[[ Data supplied, beginning ]]

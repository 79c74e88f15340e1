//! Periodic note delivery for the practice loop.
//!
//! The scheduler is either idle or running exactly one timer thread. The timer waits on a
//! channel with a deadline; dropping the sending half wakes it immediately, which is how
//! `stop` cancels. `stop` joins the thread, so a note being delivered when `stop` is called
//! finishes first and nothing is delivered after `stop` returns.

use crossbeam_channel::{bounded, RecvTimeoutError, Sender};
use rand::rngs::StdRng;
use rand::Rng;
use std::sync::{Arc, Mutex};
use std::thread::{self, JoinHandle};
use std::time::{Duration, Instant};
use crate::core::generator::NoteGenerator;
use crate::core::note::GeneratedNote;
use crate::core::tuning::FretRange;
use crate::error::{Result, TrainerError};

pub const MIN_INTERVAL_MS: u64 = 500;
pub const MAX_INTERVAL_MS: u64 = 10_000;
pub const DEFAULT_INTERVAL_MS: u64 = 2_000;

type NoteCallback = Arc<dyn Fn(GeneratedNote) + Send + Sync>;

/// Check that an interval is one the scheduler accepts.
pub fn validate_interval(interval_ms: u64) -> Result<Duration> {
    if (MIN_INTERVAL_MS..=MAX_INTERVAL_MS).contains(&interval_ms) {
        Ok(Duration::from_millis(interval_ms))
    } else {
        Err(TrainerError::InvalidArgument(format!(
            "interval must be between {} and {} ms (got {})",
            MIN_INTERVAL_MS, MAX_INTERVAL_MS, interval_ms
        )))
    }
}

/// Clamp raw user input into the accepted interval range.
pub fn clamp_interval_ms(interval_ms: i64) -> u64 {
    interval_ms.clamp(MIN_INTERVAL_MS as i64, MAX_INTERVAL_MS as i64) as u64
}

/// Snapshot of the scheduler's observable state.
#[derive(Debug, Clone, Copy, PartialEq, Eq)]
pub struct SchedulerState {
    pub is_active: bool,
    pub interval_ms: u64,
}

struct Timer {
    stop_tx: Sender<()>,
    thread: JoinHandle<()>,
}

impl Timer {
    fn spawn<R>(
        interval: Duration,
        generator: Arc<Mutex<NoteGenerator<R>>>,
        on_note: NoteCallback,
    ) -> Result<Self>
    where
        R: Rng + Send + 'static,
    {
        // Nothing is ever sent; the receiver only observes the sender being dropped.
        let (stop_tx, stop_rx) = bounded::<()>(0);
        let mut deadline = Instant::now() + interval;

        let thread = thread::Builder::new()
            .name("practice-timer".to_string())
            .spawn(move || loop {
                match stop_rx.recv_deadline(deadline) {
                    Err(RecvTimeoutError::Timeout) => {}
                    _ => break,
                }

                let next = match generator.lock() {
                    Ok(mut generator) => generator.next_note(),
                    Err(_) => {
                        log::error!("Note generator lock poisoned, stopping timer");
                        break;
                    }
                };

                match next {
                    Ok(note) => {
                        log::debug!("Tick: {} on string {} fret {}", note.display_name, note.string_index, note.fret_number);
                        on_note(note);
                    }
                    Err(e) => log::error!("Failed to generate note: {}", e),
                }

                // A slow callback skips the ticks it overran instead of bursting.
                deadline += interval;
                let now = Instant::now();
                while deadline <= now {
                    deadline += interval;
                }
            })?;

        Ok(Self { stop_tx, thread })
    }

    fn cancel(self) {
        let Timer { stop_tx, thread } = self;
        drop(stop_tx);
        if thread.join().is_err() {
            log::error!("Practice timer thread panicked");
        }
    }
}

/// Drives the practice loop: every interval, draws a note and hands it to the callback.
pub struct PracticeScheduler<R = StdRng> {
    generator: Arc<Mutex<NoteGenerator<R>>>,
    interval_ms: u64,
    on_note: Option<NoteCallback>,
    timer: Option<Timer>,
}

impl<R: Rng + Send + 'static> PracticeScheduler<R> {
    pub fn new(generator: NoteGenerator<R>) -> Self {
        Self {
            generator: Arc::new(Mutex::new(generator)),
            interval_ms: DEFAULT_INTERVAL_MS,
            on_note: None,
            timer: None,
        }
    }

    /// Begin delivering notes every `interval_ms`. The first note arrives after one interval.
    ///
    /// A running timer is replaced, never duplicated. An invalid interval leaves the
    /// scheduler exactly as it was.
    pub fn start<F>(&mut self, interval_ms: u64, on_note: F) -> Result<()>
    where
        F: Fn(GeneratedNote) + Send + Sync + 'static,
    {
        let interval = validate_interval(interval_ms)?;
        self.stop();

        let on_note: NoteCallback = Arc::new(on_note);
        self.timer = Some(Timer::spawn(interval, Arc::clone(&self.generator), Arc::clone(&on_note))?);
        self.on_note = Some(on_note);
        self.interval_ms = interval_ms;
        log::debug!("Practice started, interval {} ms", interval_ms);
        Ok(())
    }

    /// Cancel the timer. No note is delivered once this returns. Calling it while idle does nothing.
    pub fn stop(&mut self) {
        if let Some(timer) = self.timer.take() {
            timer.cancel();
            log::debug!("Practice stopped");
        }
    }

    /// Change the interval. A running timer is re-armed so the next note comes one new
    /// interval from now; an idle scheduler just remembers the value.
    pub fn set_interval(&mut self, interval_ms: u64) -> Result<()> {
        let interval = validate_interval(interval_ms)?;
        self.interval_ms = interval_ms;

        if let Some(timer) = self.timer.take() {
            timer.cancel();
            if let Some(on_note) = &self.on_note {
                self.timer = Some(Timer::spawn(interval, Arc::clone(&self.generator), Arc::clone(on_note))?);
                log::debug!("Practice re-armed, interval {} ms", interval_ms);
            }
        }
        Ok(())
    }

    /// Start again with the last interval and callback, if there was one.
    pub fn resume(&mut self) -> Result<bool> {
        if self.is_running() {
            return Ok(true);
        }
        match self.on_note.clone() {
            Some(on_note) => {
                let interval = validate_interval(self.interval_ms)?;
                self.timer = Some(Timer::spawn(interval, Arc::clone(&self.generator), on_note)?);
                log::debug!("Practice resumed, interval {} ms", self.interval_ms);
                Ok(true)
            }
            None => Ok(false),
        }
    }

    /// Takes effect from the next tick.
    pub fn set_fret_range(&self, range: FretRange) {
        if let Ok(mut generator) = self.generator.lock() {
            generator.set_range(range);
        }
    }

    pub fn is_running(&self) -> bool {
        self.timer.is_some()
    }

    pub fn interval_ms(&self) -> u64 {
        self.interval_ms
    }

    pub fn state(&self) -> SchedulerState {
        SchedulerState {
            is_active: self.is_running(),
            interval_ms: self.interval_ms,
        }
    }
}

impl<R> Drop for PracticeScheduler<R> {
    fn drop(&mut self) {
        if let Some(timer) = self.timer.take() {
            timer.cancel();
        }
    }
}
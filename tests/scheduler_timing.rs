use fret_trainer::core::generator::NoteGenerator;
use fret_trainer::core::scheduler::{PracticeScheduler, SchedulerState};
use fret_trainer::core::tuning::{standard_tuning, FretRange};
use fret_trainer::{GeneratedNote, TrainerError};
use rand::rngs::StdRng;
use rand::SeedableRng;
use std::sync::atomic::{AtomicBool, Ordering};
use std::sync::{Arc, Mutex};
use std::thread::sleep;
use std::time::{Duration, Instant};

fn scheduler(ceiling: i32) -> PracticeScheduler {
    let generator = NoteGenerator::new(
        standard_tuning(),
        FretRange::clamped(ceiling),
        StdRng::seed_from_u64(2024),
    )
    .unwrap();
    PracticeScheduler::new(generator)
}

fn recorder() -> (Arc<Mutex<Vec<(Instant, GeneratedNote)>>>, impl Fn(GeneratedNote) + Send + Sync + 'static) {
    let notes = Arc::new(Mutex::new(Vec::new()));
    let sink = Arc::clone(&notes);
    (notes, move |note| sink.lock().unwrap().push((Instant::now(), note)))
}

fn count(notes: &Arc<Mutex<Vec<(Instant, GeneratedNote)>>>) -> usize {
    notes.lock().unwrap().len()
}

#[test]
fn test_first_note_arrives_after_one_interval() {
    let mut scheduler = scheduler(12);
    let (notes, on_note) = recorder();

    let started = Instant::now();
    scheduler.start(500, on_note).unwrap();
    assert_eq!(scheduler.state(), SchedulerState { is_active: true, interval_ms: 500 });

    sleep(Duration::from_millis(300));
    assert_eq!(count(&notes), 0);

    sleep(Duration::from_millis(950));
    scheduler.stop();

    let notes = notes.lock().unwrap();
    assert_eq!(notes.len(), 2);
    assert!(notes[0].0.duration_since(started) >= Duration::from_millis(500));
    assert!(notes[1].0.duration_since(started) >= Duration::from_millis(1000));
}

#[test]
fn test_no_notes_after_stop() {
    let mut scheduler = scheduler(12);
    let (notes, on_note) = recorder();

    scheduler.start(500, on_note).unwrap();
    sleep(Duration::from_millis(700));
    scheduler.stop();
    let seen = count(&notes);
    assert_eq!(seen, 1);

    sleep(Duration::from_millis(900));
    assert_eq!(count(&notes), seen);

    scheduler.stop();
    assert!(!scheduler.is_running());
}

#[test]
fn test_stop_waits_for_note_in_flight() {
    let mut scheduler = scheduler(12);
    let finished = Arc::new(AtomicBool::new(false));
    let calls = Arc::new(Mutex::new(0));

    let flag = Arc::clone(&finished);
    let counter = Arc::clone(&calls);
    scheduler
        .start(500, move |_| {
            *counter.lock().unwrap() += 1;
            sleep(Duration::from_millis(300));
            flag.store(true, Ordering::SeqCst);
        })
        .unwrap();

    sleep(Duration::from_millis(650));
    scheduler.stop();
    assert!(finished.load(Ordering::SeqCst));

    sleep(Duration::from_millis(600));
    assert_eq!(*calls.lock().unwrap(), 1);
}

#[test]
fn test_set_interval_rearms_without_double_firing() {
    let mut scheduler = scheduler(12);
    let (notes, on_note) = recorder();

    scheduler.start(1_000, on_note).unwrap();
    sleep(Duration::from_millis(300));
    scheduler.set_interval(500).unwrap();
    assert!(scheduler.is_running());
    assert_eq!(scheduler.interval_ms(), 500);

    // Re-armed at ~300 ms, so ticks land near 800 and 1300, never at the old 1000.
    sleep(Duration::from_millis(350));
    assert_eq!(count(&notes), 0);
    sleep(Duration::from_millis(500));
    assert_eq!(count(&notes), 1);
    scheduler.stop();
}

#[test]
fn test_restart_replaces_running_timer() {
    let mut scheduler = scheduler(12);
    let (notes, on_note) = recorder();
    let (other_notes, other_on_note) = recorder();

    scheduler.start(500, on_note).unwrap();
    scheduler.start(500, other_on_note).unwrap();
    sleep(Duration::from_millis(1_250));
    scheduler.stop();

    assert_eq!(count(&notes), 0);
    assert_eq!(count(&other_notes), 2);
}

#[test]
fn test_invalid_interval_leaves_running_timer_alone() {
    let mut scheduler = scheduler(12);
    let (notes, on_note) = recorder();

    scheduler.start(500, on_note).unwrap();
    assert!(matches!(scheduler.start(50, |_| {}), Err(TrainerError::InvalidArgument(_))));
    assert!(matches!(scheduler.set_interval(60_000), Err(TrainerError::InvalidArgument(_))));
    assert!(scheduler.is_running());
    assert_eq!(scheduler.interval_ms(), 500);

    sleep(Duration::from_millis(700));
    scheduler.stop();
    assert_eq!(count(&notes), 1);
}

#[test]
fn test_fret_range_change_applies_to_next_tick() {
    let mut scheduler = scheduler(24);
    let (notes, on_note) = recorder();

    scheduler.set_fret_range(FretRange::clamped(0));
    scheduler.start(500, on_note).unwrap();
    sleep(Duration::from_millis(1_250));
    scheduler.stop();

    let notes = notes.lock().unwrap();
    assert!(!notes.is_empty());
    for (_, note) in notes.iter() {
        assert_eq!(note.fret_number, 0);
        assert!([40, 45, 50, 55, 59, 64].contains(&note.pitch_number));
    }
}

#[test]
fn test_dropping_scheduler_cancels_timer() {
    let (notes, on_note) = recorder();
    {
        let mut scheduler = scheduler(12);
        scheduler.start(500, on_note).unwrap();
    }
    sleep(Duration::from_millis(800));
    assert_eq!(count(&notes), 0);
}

[[ Data supplied, end ]]

- To do:
Return nothing but the lines from the top of the records above through the line that has "type NoteCallback = Arc<dyn". Keep each one exact.

- Exercise result:
repository 79c74e88f15340e1
//! Periodic note delivery for the practice loop.
//!
//! The scheduler is either idle or running exactly one timer thread. The timer waits on a
//! channel with a deadline; dropping the sending half wakes it immediately, which is how
//! `stop` cancels. `stop` joins the thread, so a note being delivered when `stop` is called
//! finishes first and nothing is delivered after `stop` returns.

use crossbeam_channel::{bounded, RecvTimeoutError, Sender};
use rand::rngs::StdRng;
use rand::Rng;
use std::sync::{Arc, Mutex};
use std::thread::{self, JoinHandle};
use std::time::{Duration, Instant};
use crate::core::generator::NoteGenerator;
use crate::core::note::GeneratedNote;
use crate::core::tuning::FretRange;
use crate::error::{Result, TrainerError};

pub const MIN_INTERVAL_MS: u64 = 500;
pub const MAX_INTERVAL_MS: u64 = 10_000;
pub const DEFAULT_INTERVAL_MS: u64 = 2_000;

type NoteCallback = Arc<dyn Fn(GeneratedNote) + Send + Sync>;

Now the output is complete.